A Possible Future: Decentralized AGI Proliferation
When people talk about AI futures, the picture is usually centralized. Either a single aligned superintelligence replaces society with something utopian and post-scarcity, or an unaligned one destroys us, or maybe a malicious human actor uses a powerful system to cause world-ending harm.
Those futures might be possible. However there’s another shape of the future I keep coming back to, which I almost never see described. The adjectives I’d use are: decentralized, diverse, and durable. I don’t think this future is necessarily good, but I do think it’s worth planning for.
Timelines and the Short-Term Slowdown
I don’t think we’re on extremely short timelines (e.g. AGI before 2030). I expect a small slowdown in capabilties progress.
Two reasons:
Training limits. Current labs know how to throw resources at problems with clear, verifiable reward signals. This improves performance on those tasks, but many of the skills that would make systems truly economically transformative are difficult to reinforce this way.
Architectural limits.
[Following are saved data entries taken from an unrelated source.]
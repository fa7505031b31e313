//! # Inverse Volatility
//!
//! $$
//! w_k \propto \frac{1}{\hat\sigma_k}
//! $$
//!

use super::check_lookback;
use super::low_volatility_window;
use crate::backtest::BacktestError;
use crate::backtest::MarketView;
use crate::backtest::Strategy;
use crate::backtest::WeightTable;
use crate::backtest::strategy::decision_point;
use crate::portfolio::optimize_inverse_vol;
use crate::portfolio::sample_covariance;

/// Volatility-scaled allocation over the `size` calmest tickers.
#[derive(Clone, Debug)]
pub struct InverseVolatility {
  dataset: String,
  lookback: usize,
}

impl InverseVolatility {
  /// Fails with [`BacktestError::InvalidConfig`] when `lookback < 2`.
  pub fn new(dataset: impl Into<String>, lookback: usize) -> Result<Self, BacktestError> {
    check_lookback(lookback)?;
    Ok(Self {
      dataset: dataset.into(),
      lookback,
    })
  }

  pub fn lookback(&self) -> usize {
    self.lookback
  }
}

impl Strategy for InverseVolatility {
  fn name(&self) -> &str {
    "inverse-volatility"
  }

  fn calculate_next_weights(
    &mut self,
    data: &MarketView<'_>,
    t: usize,
    size: usize,
  ) -> Result<WeightTable, BacktestError> {
    let (panel, date) = decision_point(data, &self.dataset, t)?;
    let window = low_volatility_window(panel, t, self.lookback, size)?;
    let result = optimize_inverse_vol(&sample_covariance(&window.returns));

    Ok(WeightTable::from_weights(
      date,
      window.tickers.into_iter().zip(result.weights),
    ))
  }
}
Transformers with in-context learning are not enough for lifelong, agentive competence. I think something more like continual learning over long-context, human-produced data will be needed.
Regardless of the specifics, I do believe these problems can be solved. However I don’t think they can be solved before the early or mid-2030s.
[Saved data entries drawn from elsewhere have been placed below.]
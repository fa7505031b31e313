//! # Price Panels
//!
//! $$
//! P \in \mathbb R^{T \times N},\quad d_0 < d_1 < \dots < d_{T-1}
//! $$
//!
//! Date × ticker price tables and the named collection of them a strategy
//! reads from. Missing observations are stored as `NaN`.

use std::collections::BTreeMap;
use std::collections::HashMap;

use chrono::NaiveDate;
use ndarray::Array2;
use ndarray::ArrayView2;
use ndarray::s;

use super::error::BacktestError;

/// Time-indexed table of adjusted close prices, one row per date and one
/// column per ticker.
#[derive(Clone, Debug)]
pub struct PricePanel {
  dates: Vec<NaiveDate>,
  tickers: Vec<String>,
  index: HashMap<String, usize>,
  prices: Array2<f64>,
}

impl PricePanel {
  /// Build a panel, checking that dates are strictly increasing, tickers are
  /// unique and the price matrix is `dates.len() x tickers.len()`.
  pub fn new(
    dates: Vec<NaiveDate>,
    tickers: Vec<String>,
    prices: Array2<f64>,
  ) -> Result<Self, BacktestError> {
    if prices.nrows() != dates.len() || prices.ncols() != tickers.len() {
      return Err(BacktestError::InvalidPanel(format!(
        "price matrix is {}x{}, expected {}x{}",
        prices.nrows(),
        prices.ncols(),
        dates.len(),
        tickers.len()
      )));
    }

    if let Some(w) = dates.windows(2).find(|w| w[0] >= w[1]) {
      return Err(BacktestError::InvalidPanel(format!(
        "dates not strictly increasing at {} -> {}",
        w[0], w[1]
      )));
    }

    let mut index = HashMap::with_capacity(tickers.len());
    for (j, ticker) in tickers.iter().enumerate() {
      if index.insert(ticker.clone(), j).is_some() {
        return Err(BacktestError::InvalidPanel(format!(
          "duplicate ticker '{ticker}'"
        )));
      }
    }

    Ok(Self {
      dates,
      tickers,
      index,
      prices,
    })
  }

  /// Number of dates (rows).
  pub fn len(&self) -> usize {
    self.dates.len()
  }

  pub fn is_empty(&self) -> bool {
    self.dates.is_empty()
  }

  pub fn dates(&self) -> &[NaiveDate] {
    &self.dates
  }

  pub fn tickers(&self) -> &[String] {
    &self.tickers
  }

  /// Date at row `t`.
  pub fn date(&self, t: usize) -> Option<NaiveDate> {
    self.dates.get(t).copied()
  }

  /// Row of `date`, if the panel contains it.
  pub fn index_of(&self, date: NaiveDate) -> Option<usize> {
    self.dates.binary_search(&date).ok()
  }

  /// Borrowed view over every row.
  pub fn view(&self) -> PanelView<'_> {
    self.rows_until(self.dates.len())
  }

  /// Borrowed view over the rows dated on or before `date`.
  pub fn history_until(&self, date: NaiveDate) -> PanelView<'_> {
    self.rows_until(self.dates.partition_point(|d| *d <= date))
  }

  fn rows_until(&self, end: usize) -> PanelView<'_> {
    PanelView {
      dates: &self.dates[..end],
      tickers: &self.tickers,
      index: &self.index,
      prices: self.prices.slice(s![..end, ..]),
    }
  }
}

/// Read-only, row-bounded window onto a [`PricePanel`]. Rows past the bound
/// are not reachable through it.
#[derive(Clone, Copy, Debug)]
pub struct PanelView<'a> {
  dates: &'a [NaiveDate],
  tickers: &'a [String],
  index: &'a HashMap<String, usize>,
  prices: ArrayView2<'a, f64>,
}

impl<'a> PanelView<'a> {
  pub fn len(&self) -> usize {
    self.dates.len()
  }

  pub fn is_empty(&self) -> bool {
    self.dates.is_empty()
  }

  pub fn dates(&self) -> &'a [NaiveDate] {
    self.dates
  }

  pub fn tickers(&self) -> &'a [String] {
    self.tickers
  }

  pub fn prices(&self) -> ArrayView2<'a, f64> {
    self.prices
  }

  pub fn date(&self, t: usize) -> Option<NaiveDate> {
    self.dates.get(t).copied()
  }

  pub fn index_of(&self, date: NaiveDate) -> Option<usize> {
    self.dates.binary_search(&date).ok()
  }

  pub fn ticker_index(&self, ticker: &str) -> Option<usize> {
    self.index.get(ticker).copied()
  }

  /// Usable price of `ticker` at row `t`: present, finite and positive.
  pub fn price(&self, t: usize, ticker: &str) -> Option<f64> {
    let j = self.ticker_index(ticker)?;
    self
      .prices
      .get((t, j))
      .copied()
      .filter(|p| p.is_finite() && *p > 0.0)
  }
}

/// Named collection of price panels (e.g. `"stocks"`), as handed over by the
/// data provider.
#[derive(Clone, Debug, Default)]
pub struct MarketData {
  panels: BTreeMap<String, PricePanel>,
}

impl MarketData {
  pub fn new() -> Self {
    Self::default()
  }

  /// Builder-style insert.
  pub fn with_panel(mut self, name: impl Into<String>, panel: PricePanel) -> Self {
    self.panels.insert(name.into(), panel);
    self
  }

  /// Panel registered as `name`.
  pub fn panel(&self, name: &str) -> Result<&PricePanel, BacktestError> {
    self
      .panels
      .get(name)
      .ok_or_else(|| BacktestError::UnknownDataset(name.to_string()))
  }

  pub fn names(&self) -> impl Iterator<Item = &str> {
    self.panels.keys().map(String::as_str)
  }

  /// Unbounded view over every panel.
  pub fn view(&self) -> MarketView<'_> {
    MarketView {
      panels: self
        .panels
        .iter()
        .map(|(name, panel)| (name.as_str(), panel.view()))
        .collect(),
    }
  }

  /// Every panel cut down to rows dated on or before `date`. This is the only
  /// view of the data a strategy receives. Nothing is copied.
  pub fn history_until(&self, date: NaiveDate) -> MarketView<'_> {
    MarketView {
      panels: self
        .panels
        .iter()
        .map(|(name, panel)| (name.as_str(), panel.history_until(date)))
        .collect(),
    }
  }
}

/// Borrowed counterpart of [`MarketData`] holding one [`PanelView`] per
/// dataset.
#[derive(Clone, Debug)]
pub struct MarketView<'a> {
  panels: BTreeMap<&'a str, PanelView<'a>>,
}

impl<'a> MarketView<'a> {
  pub fn panel(&self, name: &str) -> Result<PanelView<'a>, BacktestError> {
    self
      .panels
      .get(name)
      .copied()
      .ok_or_else(|| BacktestError::UnknownDataset(name.to_string()))
  }

  pub fn names(&self) -> impl Iterator<Item = &'a str> + '_ {
    self.panels.keys().copied()
  }
}
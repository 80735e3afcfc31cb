use config::{Config, ConfigError, Environment};
use serde::{Deserialize, Serialize};
use url::Url;

#[derive(Clone, Debug, Serialize, Deserialize)]
pub struct Settings {
    pub api_base_url: Url,
    pub debug: bool,
    /// Enables the deprecated plain user-id fallback for requests issued
    /// without a host identity token. Off by default; meant for local
    /// testing against a development backend only.
    pub allow_legacy_user_id: bool,
    pub legacy_user_id: Option<String>,
}

impl Settings {
    pub fn from_env() -> Result<Self, ConfigError> {
        let _ = dotenvy::dotenv();

        let config = Config::builder()
            // Load from environment variables with APP_ prefix
            .add_source(Environment::with_prefix("APP").separator("_"))
            .set_default("api_base_url", "http://localhost:8080/api")?
            .set_default("debug", false)?
            .set_default("allow_legacy_user_id", false)?
            .set_default("legacy_user_id", None::<String>)?
            .build()?;

        config.try_deserialize()
    }
}

#[cfg(test)]
mod tests {
    use super::*;
    use serial_test::serial;

    #[test]
    #[serial]
    fn test_defaults() {
        let settings = Settings::from_env().unwrap();
        assert_eq!(settings.api_base_url.as_str(), "http://localhost:8080/api");
        assert!(!settings.debug);
        assert!(!settings.allow_legacy_user_id);
        assert!(settings.legacy_user_id.is_none());
    }
}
Proliferation as the Default
The slowdown gives time for “near-AGI” systems, hardware, and know-how to spread widely. So when the breakthroughs arrive, they don’t stay secret:
One lab has them first, others have them within a month or two.
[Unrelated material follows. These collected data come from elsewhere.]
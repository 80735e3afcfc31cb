#![allow(dead_code)]

use std::sync::Mutex;

use serde_json::{Value, json};
use training_calendar_client::controller::UserPrompt;
use training_calendar_client::identity::IdentitySource;

/// Identity stub with a fixed token and/or legacy id.
pub struct FixedIdentity {
    pub token: Option<String>,
    pub legacy: Option<String>,
}

impl FixedIdentity {
    pub fn token(token: &str) -> Self {
        Self {
            token: Some(token.to_string()),
            legacy: None,
        }
    }

    pub fn legacy(user_id: &str) -> Self {
        Self {
            token: None,
            legacy: Some(user_id.to_string()),
        }
    }

    pub fn none() -> Self {
        Self {
            token: None,
            legacy: None,
        }
    }
}

impl IdentitySource for FixedIdentity {
    fn current_token(&self) -> Option<String> {
        self.token.clone()
    }

    fn legacy_user_id(&self) -> Option<String> {
        if self.token.is_some() {
            return None;
        }
        self.legacy.clone()
    }
}

/// Prompt double that answers every confirmation the same way and records
/// everything shown to the user.
pub struct RecordingPrompt {
    pub confirm_answer: bool,
    pub confirmations: Mutex<Vec<String>>,
    pub notices: Mutex<Vec<String>>,
}

impl RecordingPrompt {
    pub fn answering(confirm_answer: bool) -> Self {
        Self {
            confirm_answer,
            confirmations: Mutex::new(Vec::new()),
            notices: Mutex::new(Vec::new()),
        }
    }

    pub fn notices(&self) -> Vec<String> {
        self.notices.lock().unwrap().clone()
    }
}

impl UserPrompt for RecordingPrompt {
    fn confirm(&self, message: &str) -> bool {
        self.confirmations.lock().unwrap().push(message.to_string());
        self.confirm_answer
    }

    fn notify(&self, message: &str) {
        self.notices.lock().unwrap().push(message.to_string());
    }
}

pub fn month_payload() -> Value {
    json!({
        "view": "month",
        "current_date": "2024-06-10",
        "start_date": "2024-06-01",
        "end_date": "2024-06-30",
        "prev_date": "2024-05-01",
        "next_date": "2024-07-01",
        "is_coach": false,
        "user_name": "Ann",
        "user_id": "7",
        "calendar_days": [
            {
                "date": "2024-06-10",
                "is_today": true,
                "is_other_month": false,
                "events": [
                    {"id": 42, "title": "WOD", "time": "18:00 - 19:30", "coach": "Kate", "color_index": 2, "user_id": "7"}
                ]
            },
            {"date": "2024-06-11", "is_today": false, "is_other_month": false, "events": null}
        ]
    })
}

pub fn week_payload() -> Value {
    json!({
        "view": "week",
        "current_date": "2024-06-12",
        "start_date": "2024-06-10",
        "end_date": "2024-06-16",
        "prev_date": "2024-06-03",
        "next_date": "2024-06-17",
        "is_coach": false,
        "user_name": "Ann",
        "user_id": "7",
        "week_days_data": [
            {"name": "Mon", "day": 10, "date": "2024-06-10", "is_today": false, "events": null},
            {"name": "Tue", "day": 11, "date": "2024-06-11", "is_today": false, "events": []},
            {"name": "Wed", "day": 12, "date": "2024-06-12", "is_today": true, "events": [
                {"id": 1, "title": "WOD", "time": "18:00 - 19:30", "coach": "Kate", "color_index": 0, "user_id": "7"},
                {"id": 2, "title": "Open Gym", "time": "18:30 - 20:00", "coach": "Tom", "color_index": 1, "user_id": "7"}
            ]},
            {"name": "Thu", "day": 13, "date": "2024-06-13", "is_today": false, "events": []},
            {"name": "Fri", "day": 14, "date": "2024-06-14", "is_today": false, "events": []},
            {"name": "Sat", "day": 15, "date": "2024-06-15", "is_today": false, "events": []},
            {"name": "Sun", "day": 16, "date": "2024-06-16", "is_today": false, "events": []}
        ]
    })
}

pub fn details_payload(training_id: i64) -> Value {
    json!({
        "training": {
            "id": training_id,
            "group_name": "CrossFit",
            "training_date": "2024-06-10",
            "start_time": "18:00",
            "end_time": "19:30",
            "coach_name": "Kate",
            "description": "Conditioning",
            "max_participants": 12
        },
        "participants": [
            {"student_id": 5, "student_name": "Ann", "created_at": "2024-06-01T10:00:00Z"}
        ],
        "participants_count": 1,
        "is_coach": false,
        "is_training_coach": false,
        "can_mark_attendance": false,
        "is_registered": false,
        "can_register": true,
        "is_full": false,
        "is_past": false,
        "current_time": "2024-06-09T12:00:00Z"
    })
}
Open-source versions appear within a year.
There isn’t a clean line where everyone agrees “this is AGI.”
No lab or government commits to a decisive “pivotal act” to prevent proliferation.
By the mid-to-late 2030s, AGI systems are proliferated much like Bitcoin: widely distributed, hard to suppress, & impossible to recall.
From Mitigation to Robustness
The early response to advanced AI will focus on mitigation: bans, treaties, corporate coordination, activist pressure. This echos how the world handled nuclear weapons: trying to contain them, limit their spread, and prevent use. For nukes, mitigation was viable because proliferation was slow and barriers to entry were high.
With AI, those conditions don’t hold. Once systems are everywhere, and once attacks (both human-directed and autonomous) become routine, the mitigation framing collapses.
With supression no longer being possible, the central question changes from “How do we stop this from happening?” to “How do we survive and adapt in a world where this happens every day?”
At this point our concerns shift from mitigation to robustness: what does a society look like when survival depends on enduring constant and uncontrollable threats?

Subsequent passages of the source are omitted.